* **Requirement**
Look below for the line containing "filename crates/core/src/game_state.rs"; from there, print each line exactly up to and including the line containing "score board. Input", and stop.
BEGIN Data for review
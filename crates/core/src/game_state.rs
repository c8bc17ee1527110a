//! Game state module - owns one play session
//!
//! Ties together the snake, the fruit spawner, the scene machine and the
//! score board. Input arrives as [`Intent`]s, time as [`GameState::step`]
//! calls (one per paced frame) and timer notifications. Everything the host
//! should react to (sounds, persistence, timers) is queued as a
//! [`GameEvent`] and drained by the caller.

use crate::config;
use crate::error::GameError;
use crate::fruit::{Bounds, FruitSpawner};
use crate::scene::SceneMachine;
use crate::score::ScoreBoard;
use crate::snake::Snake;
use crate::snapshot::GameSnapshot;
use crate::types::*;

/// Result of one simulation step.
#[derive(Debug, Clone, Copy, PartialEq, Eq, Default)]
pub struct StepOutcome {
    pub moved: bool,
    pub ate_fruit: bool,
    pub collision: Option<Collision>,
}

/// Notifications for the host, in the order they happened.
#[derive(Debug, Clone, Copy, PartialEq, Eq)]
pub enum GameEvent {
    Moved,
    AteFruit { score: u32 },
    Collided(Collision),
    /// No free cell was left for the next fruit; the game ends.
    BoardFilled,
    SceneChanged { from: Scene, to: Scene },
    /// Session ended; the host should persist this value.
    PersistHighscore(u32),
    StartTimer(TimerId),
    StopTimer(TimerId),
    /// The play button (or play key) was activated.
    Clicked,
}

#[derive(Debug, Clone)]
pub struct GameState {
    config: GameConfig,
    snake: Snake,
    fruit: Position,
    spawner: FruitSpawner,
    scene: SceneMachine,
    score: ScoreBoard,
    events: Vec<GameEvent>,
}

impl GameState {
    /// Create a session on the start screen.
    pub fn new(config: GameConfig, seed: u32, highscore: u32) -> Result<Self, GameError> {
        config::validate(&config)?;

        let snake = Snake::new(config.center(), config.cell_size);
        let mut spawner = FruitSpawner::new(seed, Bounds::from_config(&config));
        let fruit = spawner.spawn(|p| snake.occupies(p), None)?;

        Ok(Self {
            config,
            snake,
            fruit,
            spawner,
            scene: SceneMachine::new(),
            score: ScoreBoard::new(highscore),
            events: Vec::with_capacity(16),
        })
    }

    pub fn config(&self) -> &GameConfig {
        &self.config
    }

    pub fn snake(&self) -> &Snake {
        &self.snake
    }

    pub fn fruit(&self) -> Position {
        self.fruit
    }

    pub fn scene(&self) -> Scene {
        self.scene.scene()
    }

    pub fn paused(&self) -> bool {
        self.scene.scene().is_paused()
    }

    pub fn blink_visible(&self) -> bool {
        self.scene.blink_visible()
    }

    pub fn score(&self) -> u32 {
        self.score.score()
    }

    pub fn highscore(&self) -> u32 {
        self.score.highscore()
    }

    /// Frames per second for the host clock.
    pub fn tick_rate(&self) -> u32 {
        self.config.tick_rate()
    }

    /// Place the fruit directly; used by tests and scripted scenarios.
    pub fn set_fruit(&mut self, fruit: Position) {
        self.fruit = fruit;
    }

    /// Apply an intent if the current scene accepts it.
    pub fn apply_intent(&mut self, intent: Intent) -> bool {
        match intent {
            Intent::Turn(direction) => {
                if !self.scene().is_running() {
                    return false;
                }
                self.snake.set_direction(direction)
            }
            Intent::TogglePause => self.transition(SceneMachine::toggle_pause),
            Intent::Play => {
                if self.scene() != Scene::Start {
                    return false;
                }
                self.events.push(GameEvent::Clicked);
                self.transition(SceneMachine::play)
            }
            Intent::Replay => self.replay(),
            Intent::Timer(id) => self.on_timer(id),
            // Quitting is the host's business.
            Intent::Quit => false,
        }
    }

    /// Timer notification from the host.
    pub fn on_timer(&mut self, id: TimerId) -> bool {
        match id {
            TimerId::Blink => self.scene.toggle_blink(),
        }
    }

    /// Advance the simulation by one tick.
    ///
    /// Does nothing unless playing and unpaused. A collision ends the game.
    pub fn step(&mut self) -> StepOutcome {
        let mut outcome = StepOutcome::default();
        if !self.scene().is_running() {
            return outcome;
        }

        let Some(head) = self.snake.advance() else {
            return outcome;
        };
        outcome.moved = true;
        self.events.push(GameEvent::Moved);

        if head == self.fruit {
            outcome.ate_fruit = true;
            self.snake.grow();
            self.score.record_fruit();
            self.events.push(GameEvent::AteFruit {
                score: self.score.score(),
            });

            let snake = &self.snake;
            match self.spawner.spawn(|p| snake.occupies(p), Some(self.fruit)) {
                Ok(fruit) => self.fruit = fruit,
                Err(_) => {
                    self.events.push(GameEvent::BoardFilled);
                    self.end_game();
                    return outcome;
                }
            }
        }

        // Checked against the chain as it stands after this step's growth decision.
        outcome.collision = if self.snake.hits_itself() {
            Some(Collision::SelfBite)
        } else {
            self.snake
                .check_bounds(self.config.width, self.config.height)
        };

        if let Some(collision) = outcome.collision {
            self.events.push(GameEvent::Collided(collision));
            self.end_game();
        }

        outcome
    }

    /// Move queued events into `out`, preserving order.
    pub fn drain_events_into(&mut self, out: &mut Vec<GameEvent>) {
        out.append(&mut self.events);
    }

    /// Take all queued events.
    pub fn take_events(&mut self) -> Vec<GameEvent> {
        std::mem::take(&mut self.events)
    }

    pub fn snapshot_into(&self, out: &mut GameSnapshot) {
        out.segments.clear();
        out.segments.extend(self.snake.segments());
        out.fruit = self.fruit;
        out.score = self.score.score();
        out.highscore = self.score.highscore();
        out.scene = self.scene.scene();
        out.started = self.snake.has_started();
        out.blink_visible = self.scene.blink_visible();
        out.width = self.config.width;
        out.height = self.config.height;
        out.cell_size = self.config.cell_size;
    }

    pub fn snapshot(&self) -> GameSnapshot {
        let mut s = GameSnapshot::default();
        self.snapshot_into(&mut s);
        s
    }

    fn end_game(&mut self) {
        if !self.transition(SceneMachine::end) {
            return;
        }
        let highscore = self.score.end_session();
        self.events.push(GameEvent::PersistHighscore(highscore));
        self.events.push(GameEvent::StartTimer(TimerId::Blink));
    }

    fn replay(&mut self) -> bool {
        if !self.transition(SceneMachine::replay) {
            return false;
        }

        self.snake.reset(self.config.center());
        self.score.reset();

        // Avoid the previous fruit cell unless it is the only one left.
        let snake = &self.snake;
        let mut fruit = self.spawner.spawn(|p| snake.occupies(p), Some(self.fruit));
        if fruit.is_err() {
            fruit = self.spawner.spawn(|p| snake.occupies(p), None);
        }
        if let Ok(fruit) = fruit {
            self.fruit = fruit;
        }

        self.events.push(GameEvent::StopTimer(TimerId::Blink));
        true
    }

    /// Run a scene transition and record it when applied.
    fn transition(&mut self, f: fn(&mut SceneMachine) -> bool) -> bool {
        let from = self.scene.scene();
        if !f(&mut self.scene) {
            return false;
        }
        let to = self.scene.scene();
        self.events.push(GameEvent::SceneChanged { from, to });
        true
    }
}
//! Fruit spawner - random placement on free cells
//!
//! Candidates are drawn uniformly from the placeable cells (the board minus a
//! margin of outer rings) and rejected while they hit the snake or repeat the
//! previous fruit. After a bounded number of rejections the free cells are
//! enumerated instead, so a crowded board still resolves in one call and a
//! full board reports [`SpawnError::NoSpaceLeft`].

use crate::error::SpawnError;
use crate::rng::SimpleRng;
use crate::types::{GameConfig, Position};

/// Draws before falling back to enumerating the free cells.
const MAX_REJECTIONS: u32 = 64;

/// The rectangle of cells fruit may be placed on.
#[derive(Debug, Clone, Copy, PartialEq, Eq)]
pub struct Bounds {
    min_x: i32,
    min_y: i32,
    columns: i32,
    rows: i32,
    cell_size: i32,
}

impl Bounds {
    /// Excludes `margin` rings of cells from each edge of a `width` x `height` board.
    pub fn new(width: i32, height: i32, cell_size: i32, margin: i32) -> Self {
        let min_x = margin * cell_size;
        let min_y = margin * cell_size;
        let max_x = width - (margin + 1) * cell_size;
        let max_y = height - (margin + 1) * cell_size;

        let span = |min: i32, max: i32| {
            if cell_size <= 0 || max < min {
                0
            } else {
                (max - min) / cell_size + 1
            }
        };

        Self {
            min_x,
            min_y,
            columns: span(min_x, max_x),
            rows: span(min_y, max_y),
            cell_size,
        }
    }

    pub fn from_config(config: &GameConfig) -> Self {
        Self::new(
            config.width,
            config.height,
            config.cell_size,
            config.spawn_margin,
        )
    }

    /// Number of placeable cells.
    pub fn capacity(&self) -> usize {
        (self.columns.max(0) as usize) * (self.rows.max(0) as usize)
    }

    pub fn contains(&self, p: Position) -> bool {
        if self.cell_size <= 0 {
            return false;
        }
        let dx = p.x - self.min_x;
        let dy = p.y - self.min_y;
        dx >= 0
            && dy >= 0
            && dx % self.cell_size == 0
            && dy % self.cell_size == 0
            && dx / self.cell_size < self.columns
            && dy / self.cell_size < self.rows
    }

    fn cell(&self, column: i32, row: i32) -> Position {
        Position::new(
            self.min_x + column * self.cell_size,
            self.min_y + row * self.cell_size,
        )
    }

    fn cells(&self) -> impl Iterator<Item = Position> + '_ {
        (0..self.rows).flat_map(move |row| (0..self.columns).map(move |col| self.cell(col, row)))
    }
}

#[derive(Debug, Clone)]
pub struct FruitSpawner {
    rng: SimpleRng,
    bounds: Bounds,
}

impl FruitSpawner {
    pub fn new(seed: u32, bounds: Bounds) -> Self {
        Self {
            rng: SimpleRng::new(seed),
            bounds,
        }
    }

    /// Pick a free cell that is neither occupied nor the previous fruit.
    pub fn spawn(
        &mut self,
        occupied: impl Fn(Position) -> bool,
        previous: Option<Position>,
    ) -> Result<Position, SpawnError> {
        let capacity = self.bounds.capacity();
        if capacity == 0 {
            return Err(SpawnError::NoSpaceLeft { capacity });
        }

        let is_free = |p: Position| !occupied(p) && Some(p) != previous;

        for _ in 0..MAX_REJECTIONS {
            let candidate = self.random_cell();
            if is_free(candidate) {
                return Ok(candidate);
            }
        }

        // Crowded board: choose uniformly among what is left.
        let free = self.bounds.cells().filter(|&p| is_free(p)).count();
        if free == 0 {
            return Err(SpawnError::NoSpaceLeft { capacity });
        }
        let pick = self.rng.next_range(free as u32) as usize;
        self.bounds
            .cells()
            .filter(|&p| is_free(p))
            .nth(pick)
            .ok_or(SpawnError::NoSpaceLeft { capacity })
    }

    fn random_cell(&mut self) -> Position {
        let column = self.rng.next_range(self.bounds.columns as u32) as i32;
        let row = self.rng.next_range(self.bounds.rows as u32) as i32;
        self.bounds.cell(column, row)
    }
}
END Data for review
BEGIN Data for review
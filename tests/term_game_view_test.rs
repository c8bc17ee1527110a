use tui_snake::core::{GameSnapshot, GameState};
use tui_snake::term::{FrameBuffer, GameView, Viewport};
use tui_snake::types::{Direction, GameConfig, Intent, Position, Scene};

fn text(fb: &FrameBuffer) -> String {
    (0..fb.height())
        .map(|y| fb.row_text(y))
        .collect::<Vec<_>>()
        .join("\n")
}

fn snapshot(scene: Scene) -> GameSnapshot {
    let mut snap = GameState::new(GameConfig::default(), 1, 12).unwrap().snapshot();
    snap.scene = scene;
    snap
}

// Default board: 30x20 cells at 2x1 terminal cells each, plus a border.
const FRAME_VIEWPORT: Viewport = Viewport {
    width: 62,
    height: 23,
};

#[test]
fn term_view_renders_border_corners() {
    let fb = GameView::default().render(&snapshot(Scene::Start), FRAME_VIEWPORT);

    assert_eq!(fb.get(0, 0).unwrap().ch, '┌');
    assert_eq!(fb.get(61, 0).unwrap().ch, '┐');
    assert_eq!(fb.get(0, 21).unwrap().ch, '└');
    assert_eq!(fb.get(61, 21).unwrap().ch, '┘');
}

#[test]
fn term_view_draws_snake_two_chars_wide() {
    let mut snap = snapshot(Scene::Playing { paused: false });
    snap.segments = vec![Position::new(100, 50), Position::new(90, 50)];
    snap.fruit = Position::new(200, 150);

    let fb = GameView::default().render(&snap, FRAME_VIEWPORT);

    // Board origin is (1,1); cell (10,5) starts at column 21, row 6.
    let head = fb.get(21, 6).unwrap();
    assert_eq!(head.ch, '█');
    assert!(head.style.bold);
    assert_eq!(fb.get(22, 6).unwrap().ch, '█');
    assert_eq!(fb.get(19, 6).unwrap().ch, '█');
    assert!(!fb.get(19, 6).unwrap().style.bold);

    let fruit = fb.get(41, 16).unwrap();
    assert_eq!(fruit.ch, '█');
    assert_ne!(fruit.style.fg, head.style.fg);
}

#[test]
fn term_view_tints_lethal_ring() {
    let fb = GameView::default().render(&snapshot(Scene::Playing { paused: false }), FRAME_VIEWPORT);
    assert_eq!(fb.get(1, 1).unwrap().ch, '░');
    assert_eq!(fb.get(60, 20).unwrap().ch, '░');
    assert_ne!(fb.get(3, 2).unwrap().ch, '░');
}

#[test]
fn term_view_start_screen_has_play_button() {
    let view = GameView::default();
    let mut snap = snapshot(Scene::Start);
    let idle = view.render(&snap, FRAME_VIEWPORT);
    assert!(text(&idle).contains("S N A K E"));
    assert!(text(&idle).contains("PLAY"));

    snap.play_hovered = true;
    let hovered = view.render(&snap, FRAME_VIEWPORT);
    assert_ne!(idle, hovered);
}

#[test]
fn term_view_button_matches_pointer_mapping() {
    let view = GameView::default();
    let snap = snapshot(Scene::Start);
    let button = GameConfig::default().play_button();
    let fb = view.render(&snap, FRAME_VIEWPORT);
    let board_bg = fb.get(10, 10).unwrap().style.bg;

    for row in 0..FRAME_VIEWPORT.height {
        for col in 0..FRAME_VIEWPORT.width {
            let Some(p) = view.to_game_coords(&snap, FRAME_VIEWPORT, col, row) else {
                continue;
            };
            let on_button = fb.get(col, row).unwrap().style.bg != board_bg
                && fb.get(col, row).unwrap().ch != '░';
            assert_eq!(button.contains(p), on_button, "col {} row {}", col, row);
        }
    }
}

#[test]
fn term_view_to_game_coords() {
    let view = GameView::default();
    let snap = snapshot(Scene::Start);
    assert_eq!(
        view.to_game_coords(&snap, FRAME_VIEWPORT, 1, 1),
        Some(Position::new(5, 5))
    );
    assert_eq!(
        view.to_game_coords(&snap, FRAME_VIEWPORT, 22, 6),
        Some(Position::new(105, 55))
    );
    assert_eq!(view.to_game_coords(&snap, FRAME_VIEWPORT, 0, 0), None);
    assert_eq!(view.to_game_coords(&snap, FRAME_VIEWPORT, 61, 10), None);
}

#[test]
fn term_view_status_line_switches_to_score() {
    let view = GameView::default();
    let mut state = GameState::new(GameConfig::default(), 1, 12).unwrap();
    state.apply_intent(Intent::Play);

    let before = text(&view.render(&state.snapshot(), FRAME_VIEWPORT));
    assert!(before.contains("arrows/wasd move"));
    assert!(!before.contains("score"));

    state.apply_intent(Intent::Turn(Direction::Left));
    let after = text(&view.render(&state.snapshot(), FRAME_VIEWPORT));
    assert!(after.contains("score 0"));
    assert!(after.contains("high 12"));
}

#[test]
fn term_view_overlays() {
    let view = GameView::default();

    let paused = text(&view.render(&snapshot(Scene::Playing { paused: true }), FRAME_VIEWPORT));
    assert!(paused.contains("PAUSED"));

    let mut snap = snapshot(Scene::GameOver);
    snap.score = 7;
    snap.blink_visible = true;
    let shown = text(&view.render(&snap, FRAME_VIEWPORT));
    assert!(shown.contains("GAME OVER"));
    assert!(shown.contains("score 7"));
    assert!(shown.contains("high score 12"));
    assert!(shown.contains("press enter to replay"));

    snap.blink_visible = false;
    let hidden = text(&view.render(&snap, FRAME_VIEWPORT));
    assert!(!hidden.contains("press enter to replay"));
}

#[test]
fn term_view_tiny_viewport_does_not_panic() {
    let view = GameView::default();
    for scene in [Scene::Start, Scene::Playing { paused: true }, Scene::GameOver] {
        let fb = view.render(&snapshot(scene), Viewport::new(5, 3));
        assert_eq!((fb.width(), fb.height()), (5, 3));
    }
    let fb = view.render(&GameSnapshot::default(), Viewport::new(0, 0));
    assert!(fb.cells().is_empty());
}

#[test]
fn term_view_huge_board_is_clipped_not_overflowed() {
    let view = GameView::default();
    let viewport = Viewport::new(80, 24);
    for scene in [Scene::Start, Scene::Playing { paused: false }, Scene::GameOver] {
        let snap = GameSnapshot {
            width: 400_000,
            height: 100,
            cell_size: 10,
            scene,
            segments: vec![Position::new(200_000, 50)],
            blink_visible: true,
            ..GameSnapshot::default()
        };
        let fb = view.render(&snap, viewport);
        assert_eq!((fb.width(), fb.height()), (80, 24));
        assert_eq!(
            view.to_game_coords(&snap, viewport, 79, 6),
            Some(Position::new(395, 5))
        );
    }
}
END Data for review
* **Solution to this problem**
filename crates/core/src/game_state.rs
repository c8bc17ee1527110a
//! Game state module - owns one play session
//!
//! Ties together the snake, the fruit spawner, the scene machine and the
//! score board. Input arrives as [`Intent`]s, time as [`GameState::step`]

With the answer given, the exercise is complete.